What this task involves:
Only one stretch of the data below should be repeated: the lines from the line containing "body = inner;" through the line containing "free.push(v.clone());", inclusive, exactly as they are.

Source records:
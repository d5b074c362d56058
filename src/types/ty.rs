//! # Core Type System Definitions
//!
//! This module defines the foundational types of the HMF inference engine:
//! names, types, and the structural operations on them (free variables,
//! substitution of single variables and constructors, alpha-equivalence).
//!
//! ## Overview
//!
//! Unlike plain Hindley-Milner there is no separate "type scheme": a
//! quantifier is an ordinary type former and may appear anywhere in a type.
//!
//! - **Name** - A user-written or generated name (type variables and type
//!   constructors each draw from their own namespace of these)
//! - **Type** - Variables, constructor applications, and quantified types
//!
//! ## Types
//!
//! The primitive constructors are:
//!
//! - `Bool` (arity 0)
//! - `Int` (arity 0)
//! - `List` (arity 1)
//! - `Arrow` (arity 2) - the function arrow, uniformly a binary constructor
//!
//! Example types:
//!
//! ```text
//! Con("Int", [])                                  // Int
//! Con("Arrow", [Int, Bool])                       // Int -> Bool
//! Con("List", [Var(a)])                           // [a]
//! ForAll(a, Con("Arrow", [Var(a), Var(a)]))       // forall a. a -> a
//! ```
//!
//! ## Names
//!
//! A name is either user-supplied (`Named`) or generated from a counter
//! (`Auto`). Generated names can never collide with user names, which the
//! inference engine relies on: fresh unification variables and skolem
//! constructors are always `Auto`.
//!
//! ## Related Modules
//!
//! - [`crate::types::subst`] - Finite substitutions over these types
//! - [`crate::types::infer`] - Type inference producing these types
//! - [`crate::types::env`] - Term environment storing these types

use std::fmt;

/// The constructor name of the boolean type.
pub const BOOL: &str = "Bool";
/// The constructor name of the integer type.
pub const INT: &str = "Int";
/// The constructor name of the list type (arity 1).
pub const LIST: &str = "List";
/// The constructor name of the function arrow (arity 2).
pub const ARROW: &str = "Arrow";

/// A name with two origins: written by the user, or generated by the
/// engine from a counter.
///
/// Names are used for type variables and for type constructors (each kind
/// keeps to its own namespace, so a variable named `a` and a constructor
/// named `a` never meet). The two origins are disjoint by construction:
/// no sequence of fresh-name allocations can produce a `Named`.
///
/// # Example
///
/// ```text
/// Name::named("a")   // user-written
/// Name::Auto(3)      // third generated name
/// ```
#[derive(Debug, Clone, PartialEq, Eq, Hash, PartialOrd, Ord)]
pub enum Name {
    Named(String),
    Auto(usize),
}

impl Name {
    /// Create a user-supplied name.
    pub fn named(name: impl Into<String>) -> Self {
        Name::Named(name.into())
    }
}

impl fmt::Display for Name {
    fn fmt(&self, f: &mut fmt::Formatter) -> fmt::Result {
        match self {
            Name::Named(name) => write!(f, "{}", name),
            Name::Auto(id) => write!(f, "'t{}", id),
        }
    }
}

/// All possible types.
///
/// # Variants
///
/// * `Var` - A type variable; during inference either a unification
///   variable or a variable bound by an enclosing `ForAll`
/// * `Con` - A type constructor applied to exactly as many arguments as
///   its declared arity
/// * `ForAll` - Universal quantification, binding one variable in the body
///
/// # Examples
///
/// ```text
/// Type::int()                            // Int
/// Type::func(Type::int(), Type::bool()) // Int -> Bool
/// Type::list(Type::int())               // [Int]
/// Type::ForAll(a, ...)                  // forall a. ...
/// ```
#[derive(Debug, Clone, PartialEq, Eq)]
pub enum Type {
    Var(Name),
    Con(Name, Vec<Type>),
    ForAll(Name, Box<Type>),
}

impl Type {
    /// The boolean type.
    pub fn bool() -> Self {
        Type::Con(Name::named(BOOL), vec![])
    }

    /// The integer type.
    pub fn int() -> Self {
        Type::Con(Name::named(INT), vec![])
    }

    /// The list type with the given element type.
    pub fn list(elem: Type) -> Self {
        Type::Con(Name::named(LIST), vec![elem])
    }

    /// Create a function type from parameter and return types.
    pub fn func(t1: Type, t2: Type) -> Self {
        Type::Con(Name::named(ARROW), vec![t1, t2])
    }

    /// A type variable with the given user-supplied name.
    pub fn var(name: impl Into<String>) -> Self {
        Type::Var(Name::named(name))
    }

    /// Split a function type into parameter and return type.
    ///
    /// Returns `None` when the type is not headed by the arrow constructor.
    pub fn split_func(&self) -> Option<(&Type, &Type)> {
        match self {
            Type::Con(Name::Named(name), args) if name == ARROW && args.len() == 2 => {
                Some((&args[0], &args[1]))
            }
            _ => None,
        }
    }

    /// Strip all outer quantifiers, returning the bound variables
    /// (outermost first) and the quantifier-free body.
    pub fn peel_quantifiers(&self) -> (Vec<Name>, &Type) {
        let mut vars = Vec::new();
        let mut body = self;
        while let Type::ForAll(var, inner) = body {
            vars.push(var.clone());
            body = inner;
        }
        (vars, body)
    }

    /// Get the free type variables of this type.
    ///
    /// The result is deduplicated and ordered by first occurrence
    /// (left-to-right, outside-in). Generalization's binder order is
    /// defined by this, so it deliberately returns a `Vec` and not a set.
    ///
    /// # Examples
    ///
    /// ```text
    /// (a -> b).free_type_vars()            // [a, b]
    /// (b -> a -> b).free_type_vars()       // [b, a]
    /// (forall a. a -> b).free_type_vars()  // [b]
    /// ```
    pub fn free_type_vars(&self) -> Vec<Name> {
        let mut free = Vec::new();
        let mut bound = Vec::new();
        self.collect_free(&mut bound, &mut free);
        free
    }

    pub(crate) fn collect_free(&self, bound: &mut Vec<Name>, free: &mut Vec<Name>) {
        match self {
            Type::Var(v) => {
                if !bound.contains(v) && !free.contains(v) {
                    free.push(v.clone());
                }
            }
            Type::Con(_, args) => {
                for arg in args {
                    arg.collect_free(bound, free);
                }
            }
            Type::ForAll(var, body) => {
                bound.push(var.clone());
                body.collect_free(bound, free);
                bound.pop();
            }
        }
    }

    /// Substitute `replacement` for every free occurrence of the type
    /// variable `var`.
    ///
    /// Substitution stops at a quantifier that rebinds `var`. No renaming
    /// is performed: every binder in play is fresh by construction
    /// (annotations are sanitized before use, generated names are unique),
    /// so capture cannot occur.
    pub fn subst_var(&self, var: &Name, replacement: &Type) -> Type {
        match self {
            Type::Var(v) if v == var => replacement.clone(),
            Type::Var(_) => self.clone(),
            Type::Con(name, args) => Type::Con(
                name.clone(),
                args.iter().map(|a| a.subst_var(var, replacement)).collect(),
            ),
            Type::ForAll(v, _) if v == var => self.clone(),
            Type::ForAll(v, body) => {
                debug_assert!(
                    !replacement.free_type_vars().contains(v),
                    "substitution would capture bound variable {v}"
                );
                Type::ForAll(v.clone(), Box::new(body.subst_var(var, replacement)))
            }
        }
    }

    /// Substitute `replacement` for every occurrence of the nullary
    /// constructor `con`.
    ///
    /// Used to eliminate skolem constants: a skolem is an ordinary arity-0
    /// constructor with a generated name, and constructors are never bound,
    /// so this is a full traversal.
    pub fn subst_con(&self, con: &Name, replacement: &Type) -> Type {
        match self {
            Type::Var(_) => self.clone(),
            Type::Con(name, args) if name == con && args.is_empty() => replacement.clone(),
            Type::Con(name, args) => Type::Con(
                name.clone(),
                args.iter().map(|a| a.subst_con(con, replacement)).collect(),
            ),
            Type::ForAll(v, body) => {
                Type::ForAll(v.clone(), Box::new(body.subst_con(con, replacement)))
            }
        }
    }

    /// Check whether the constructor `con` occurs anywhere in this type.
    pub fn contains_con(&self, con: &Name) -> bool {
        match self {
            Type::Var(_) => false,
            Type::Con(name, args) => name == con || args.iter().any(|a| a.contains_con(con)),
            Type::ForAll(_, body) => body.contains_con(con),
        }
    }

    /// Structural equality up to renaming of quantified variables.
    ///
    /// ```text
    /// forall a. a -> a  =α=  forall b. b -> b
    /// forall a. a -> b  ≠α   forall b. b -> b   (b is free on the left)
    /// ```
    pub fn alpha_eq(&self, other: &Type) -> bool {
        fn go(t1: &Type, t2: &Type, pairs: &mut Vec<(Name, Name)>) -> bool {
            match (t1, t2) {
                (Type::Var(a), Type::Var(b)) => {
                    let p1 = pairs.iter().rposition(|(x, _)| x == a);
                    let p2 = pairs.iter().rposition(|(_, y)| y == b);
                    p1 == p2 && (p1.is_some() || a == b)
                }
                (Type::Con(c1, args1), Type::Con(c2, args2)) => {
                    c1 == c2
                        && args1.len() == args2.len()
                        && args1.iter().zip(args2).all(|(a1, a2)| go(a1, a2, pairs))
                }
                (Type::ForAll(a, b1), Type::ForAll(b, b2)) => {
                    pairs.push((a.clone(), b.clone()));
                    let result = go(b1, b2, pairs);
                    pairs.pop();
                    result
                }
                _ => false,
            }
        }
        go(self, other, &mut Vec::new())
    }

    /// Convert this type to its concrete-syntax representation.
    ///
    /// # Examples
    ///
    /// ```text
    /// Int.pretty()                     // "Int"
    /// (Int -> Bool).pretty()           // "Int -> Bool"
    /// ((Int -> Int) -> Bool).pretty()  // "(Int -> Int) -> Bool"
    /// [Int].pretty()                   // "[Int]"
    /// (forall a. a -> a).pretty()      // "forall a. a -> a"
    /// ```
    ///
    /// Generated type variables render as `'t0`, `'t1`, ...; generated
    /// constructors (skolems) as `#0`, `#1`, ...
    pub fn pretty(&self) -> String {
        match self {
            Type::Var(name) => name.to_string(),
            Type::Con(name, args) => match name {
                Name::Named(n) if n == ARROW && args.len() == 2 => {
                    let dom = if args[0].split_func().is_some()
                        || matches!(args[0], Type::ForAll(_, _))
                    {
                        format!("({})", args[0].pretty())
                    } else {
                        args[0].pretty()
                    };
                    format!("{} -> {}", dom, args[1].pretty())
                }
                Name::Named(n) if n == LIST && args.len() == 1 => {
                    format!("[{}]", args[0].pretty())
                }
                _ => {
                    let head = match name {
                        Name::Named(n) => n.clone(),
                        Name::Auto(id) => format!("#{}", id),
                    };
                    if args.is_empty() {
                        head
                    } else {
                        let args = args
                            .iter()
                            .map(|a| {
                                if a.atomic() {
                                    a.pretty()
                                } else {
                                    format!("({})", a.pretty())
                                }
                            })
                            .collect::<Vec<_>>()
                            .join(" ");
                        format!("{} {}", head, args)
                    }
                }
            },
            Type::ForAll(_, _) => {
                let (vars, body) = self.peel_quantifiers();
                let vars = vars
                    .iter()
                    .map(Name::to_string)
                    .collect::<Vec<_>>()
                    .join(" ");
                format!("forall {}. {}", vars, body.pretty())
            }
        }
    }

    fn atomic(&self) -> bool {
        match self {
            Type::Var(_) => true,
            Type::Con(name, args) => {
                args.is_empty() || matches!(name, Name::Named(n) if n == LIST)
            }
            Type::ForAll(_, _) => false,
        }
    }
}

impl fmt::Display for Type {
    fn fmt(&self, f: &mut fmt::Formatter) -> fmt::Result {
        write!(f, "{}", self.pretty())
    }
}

Task solution:
            body = inner;
        }
        (vars, body)
    }

    /// Get the free type variables of this type.
    ///
    /// The result is deduplicated and ordered by first occurrence
    /// (left-to-right, outside-in). Generalization's binder order is
    /// defined by this, so it deliberately returns a `Vec` and not a set.
    ///
    /// # Examples
    ///
    /// ```text
    /// (a -> b).free_type_vars()            // [a, b]
    /// (b -> a -> b).free_type_vars()       // [b, a]
    /// (forall a. a -> b).free_type_vars()  // [b]
    /// ```
    pub fn free_type_vars(&self) -> Vec<Name> {
        let mut free = Vec::new();
        let mut bound = Vec::new();
        self.collect_free(&mut bound, &mut free);
        free
    }

    pub(crate) fn collect_free(&self, bound: &mut Vec<Name>, free: &mut Vec<Name>) {
        match self {
            Type::Var(v) => {
                if !bound.contains(v) && !free.contains(v) {
                    free.push(v.clone());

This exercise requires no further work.